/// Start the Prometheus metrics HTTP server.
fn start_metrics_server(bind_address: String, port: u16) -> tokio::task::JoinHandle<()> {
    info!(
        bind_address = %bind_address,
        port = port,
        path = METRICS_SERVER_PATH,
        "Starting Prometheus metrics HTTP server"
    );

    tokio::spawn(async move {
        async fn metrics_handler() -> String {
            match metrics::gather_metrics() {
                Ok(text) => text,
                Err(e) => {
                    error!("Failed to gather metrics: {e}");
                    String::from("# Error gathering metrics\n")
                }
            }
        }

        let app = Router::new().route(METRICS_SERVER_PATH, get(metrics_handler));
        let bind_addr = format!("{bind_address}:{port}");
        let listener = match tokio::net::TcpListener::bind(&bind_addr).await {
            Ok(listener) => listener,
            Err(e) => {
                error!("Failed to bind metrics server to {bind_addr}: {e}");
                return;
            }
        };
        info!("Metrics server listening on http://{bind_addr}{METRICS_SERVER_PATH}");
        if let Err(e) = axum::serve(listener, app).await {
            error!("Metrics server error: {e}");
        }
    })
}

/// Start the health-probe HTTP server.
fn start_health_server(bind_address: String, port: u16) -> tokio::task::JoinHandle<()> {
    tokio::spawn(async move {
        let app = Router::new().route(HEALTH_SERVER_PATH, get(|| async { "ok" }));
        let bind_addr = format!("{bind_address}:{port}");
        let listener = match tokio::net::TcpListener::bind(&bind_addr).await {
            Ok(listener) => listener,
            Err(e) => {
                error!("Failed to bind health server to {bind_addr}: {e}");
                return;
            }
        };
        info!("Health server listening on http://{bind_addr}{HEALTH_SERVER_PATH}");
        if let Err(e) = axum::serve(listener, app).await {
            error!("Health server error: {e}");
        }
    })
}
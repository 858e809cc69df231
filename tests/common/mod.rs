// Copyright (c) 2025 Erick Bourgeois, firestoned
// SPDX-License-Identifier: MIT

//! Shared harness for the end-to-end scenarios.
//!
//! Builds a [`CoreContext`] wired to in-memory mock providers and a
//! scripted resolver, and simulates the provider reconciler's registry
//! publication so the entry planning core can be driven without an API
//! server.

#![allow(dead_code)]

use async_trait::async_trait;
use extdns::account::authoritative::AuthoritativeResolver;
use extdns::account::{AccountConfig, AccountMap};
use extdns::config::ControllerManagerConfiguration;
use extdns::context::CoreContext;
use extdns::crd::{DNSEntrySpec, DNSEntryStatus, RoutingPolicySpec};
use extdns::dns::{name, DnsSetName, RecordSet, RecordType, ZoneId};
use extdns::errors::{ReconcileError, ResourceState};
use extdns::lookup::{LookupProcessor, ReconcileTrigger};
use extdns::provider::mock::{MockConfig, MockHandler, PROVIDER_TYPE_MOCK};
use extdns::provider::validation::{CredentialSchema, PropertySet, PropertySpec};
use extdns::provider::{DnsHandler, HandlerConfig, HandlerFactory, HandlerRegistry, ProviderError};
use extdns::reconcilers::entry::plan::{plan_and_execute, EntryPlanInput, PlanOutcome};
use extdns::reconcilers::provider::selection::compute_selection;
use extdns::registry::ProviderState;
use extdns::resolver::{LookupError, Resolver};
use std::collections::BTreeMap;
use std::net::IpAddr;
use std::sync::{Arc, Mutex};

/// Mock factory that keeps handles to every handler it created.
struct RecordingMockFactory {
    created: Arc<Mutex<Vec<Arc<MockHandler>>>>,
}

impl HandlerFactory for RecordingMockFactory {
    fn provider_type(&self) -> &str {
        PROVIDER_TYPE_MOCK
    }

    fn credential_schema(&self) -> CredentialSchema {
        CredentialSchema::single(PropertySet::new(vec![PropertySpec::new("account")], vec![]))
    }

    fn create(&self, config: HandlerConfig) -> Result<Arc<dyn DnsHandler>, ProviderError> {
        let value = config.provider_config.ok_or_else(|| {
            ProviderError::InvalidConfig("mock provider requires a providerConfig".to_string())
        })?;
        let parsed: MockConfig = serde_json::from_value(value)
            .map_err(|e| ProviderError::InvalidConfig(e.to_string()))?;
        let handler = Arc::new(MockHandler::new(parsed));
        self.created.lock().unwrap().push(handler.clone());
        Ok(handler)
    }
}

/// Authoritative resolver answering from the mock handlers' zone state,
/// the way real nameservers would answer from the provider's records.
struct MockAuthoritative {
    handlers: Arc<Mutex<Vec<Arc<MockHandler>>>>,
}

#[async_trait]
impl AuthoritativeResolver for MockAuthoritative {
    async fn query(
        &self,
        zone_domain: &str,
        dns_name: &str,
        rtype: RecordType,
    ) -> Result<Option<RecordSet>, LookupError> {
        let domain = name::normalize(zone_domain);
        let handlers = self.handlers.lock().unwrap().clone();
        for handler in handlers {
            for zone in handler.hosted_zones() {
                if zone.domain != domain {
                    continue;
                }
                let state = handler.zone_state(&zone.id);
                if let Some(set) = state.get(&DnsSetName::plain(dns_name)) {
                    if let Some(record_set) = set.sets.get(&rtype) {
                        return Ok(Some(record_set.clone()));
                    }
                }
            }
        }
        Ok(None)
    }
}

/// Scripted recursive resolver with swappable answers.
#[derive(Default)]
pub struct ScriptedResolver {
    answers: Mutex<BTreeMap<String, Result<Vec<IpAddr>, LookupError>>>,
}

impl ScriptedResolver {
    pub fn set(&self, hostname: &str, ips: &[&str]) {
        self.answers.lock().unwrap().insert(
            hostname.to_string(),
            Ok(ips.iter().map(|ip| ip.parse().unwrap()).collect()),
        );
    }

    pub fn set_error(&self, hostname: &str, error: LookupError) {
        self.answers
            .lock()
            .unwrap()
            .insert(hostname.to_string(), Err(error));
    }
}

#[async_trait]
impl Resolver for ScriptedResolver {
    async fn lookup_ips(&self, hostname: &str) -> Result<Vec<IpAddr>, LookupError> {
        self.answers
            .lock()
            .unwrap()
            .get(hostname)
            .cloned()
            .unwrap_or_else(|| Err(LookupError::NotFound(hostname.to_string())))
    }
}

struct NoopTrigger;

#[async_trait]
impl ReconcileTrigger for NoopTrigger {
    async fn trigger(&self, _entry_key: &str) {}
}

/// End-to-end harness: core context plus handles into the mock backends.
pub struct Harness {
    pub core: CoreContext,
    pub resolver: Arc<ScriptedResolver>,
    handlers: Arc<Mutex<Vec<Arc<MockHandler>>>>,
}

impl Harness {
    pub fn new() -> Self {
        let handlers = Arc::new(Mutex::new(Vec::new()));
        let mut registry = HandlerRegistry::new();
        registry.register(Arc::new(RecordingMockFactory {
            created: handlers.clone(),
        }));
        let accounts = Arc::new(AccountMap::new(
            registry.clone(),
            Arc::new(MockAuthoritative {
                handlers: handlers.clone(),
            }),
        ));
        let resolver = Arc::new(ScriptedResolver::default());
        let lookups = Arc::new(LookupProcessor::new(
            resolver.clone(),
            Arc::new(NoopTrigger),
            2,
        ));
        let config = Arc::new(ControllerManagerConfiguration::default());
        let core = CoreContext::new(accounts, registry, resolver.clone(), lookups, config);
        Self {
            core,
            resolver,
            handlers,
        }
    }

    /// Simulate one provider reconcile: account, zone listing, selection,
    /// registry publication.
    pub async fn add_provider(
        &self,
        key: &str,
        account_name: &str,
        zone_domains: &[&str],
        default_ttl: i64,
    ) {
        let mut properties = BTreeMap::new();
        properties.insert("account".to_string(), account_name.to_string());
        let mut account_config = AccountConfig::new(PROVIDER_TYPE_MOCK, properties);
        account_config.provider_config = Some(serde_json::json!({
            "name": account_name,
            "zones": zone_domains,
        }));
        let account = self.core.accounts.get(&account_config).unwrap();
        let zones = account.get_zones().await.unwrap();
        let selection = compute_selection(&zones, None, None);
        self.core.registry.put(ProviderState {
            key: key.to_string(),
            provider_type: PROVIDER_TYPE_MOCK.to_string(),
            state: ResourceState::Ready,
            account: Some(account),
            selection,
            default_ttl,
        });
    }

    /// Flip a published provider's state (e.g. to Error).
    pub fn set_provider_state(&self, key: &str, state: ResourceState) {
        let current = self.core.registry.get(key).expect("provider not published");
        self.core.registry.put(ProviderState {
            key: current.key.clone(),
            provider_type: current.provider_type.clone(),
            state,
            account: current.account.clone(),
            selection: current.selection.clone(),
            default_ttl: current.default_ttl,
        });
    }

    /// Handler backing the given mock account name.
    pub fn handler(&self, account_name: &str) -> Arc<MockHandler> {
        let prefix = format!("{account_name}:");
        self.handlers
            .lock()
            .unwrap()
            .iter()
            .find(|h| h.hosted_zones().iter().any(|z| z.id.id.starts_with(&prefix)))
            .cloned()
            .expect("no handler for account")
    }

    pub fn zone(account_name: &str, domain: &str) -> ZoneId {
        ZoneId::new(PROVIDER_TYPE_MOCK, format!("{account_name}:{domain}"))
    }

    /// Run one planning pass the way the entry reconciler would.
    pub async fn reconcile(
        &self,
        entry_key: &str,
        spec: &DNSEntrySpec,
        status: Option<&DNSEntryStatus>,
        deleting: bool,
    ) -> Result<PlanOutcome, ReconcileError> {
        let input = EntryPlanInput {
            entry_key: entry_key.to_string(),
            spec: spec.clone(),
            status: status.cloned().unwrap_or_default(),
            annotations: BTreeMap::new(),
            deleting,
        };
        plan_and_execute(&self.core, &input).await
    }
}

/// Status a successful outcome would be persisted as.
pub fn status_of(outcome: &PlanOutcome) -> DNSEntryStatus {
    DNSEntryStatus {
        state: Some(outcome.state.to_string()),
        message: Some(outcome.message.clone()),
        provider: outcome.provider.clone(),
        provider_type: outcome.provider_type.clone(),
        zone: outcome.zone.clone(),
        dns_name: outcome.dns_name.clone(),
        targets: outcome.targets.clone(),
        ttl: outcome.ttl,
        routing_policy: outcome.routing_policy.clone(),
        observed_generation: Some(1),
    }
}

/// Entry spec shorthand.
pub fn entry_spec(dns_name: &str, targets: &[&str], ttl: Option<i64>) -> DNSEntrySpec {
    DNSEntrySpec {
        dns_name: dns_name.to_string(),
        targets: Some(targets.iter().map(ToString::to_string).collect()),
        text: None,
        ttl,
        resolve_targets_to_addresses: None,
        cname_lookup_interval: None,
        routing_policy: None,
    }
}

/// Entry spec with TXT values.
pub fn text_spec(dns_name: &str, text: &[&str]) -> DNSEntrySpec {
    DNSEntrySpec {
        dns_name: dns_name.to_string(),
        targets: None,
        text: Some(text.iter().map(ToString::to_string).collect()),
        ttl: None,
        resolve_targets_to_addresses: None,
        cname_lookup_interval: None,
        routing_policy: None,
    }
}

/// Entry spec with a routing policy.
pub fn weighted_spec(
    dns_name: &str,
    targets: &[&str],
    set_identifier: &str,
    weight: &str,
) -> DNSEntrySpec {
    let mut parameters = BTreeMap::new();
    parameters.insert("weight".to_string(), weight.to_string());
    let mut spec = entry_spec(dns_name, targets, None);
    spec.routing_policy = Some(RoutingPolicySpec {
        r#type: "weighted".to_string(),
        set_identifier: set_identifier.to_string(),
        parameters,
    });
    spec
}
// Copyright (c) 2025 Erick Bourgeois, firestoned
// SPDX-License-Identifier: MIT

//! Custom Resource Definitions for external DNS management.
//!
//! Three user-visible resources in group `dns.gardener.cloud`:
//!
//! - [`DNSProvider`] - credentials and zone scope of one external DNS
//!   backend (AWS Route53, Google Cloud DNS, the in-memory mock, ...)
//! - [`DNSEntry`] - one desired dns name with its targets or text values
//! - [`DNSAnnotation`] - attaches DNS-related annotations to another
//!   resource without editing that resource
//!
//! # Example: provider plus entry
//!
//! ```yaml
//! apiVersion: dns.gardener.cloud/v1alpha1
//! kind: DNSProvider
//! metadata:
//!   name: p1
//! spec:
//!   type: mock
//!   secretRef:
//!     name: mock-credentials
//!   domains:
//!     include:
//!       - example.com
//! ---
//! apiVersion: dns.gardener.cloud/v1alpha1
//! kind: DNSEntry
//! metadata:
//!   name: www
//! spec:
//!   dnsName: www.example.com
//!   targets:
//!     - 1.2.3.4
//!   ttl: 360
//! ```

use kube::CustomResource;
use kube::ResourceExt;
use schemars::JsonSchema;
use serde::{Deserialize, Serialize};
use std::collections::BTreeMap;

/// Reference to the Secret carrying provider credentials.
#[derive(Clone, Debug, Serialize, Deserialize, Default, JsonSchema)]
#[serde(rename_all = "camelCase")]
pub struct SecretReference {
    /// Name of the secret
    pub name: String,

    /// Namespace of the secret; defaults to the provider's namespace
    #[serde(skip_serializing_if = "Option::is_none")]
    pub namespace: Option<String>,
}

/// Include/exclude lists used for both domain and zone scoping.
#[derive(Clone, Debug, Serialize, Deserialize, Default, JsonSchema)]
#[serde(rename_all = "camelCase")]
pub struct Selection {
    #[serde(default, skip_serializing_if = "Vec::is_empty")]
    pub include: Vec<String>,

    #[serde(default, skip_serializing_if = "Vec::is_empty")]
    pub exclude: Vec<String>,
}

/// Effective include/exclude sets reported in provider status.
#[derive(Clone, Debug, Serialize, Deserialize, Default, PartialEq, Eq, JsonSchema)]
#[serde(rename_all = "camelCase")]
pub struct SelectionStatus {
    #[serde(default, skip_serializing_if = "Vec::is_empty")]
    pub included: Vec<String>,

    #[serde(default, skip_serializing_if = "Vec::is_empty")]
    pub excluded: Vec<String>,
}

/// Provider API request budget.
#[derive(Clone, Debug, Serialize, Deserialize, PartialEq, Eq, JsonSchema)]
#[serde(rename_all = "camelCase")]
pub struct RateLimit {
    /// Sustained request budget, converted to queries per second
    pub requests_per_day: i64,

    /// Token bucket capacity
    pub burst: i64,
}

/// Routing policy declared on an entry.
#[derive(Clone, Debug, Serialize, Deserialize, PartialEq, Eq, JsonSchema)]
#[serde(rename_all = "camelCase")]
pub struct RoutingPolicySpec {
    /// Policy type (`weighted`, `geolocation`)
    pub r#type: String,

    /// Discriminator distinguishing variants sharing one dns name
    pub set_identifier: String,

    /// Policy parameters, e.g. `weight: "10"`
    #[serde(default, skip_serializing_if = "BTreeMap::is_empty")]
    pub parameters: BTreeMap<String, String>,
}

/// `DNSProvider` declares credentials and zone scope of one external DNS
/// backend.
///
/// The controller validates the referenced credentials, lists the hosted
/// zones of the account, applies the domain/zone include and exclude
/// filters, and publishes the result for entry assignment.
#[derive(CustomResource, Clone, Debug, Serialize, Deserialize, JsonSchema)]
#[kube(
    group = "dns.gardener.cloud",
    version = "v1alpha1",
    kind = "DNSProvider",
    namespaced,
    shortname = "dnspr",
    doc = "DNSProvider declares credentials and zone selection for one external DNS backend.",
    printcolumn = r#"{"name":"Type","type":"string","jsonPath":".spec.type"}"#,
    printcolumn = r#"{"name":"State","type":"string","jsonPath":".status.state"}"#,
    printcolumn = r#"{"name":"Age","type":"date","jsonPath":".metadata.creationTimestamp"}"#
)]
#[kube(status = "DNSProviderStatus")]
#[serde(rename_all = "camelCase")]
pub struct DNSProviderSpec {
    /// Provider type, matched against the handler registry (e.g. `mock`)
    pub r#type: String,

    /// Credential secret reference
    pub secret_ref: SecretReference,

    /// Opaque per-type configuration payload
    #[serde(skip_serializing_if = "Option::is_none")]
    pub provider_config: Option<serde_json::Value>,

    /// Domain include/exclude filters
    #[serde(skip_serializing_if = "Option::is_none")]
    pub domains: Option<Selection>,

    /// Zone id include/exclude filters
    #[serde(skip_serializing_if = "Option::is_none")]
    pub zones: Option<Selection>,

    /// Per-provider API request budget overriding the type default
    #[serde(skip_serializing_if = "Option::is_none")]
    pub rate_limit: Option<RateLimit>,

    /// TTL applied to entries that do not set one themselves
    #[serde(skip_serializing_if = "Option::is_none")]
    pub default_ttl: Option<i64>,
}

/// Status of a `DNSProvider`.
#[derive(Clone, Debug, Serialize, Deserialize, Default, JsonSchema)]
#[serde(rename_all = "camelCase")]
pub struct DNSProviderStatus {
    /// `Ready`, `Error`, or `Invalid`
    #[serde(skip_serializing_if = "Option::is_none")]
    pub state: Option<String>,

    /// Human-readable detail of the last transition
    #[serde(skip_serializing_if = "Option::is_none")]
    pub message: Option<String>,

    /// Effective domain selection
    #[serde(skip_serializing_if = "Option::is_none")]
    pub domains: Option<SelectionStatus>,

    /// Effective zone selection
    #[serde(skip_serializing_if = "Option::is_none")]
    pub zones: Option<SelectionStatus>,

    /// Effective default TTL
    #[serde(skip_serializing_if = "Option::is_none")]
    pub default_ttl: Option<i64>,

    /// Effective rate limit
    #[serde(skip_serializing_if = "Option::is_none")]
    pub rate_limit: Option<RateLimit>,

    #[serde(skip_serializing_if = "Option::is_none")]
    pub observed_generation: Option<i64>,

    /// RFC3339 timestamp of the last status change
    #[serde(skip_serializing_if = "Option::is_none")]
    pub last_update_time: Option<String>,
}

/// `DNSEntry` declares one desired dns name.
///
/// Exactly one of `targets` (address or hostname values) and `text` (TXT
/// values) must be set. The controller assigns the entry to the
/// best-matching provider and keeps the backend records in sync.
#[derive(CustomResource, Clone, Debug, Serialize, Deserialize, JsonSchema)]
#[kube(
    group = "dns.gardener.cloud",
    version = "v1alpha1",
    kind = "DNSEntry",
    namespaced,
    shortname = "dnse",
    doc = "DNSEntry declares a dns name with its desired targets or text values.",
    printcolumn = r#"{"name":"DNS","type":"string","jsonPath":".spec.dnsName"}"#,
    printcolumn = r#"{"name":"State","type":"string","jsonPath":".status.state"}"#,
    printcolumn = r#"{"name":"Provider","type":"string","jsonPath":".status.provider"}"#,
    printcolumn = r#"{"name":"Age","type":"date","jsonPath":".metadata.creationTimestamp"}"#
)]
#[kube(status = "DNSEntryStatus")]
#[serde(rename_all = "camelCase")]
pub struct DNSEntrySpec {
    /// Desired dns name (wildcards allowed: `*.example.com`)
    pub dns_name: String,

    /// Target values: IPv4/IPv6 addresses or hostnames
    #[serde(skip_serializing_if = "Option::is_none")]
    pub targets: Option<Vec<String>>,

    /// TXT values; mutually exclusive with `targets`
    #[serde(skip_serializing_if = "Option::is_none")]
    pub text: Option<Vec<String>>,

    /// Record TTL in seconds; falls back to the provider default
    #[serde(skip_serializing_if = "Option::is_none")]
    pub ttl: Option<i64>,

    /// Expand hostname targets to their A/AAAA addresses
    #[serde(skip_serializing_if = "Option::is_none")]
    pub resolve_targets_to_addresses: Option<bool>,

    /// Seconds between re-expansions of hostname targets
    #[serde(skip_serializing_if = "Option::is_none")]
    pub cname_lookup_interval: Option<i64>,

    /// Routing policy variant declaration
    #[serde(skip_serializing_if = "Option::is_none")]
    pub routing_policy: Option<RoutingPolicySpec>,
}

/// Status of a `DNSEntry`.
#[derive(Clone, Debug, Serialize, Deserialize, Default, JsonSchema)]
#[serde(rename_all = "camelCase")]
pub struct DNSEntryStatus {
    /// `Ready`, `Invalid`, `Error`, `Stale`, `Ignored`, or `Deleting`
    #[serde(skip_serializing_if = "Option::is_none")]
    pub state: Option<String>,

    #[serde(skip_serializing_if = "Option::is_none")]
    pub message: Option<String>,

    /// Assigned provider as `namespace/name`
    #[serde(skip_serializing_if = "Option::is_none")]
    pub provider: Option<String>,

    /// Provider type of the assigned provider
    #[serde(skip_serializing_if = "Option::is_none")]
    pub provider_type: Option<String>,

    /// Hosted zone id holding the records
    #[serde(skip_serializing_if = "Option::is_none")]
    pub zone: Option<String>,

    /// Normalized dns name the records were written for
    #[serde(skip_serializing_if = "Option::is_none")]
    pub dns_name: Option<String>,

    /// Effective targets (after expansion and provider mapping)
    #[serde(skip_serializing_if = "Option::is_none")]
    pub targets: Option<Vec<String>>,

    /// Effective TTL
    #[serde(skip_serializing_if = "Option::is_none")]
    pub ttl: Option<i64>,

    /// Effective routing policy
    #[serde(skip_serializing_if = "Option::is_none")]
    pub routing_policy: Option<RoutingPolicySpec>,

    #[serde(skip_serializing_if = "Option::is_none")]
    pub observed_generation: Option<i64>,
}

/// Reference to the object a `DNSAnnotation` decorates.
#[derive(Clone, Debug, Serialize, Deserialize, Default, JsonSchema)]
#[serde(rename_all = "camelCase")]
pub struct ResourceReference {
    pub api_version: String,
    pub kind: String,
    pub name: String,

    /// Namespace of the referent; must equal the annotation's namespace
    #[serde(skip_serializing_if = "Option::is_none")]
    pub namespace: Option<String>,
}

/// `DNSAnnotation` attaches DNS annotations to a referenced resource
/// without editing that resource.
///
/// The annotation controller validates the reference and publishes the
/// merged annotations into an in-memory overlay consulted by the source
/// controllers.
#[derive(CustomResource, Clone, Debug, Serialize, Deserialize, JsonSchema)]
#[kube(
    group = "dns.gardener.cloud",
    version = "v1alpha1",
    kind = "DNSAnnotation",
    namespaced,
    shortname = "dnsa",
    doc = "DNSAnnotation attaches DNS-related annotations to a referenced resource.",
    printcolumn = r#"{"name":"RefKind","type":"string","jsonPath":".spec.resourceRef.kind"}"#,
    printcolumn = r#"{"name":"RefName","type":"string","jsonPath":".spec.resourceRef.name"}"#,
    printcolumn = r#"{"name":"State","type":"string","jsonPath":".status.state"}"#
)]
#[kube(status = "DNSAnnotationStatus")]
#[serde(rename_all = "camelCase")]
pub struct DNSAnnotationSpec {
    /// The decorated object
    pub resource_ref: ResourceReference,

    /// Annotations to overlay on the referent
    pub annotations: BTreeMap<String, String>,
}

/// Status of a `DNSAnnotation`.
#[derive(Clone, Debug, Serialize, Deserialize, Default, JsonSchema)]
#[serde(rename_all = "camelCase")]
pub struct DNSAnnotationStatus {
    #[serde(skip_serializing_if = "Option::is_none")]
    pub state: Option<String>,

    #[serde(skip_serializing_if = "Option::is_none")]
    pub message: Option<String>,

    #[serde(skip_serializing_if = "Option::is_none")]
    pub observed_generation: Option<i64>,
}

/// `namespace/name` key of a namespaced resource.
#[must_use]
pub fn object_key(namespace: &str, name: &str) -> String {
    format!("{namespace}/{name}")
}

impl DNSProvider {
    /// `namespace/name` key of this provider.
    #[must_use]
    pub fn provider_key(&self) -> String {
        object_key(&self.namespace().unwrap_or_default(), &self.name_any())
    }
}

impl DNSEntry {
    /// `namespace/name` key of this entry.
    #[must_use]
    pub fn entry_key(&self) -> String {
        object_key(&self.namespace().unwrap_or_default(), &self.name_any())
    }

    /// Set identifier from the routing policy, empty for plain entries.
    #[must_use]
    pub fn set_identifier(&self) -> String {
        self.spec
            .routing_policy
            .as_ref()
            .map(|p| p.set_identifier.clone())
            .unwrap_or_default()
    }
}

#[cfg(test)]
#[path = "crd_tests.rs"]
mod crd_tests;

----

» WHAT YOU SHOULD DO
Return every line above where "scope" appears.

» ANSWER TO THE PROBLEM
//! - [`DNSProvider`] - credentials and zone scope of one external DNS
/// `DNSProvider` declares credentials and zone scope of one external DNS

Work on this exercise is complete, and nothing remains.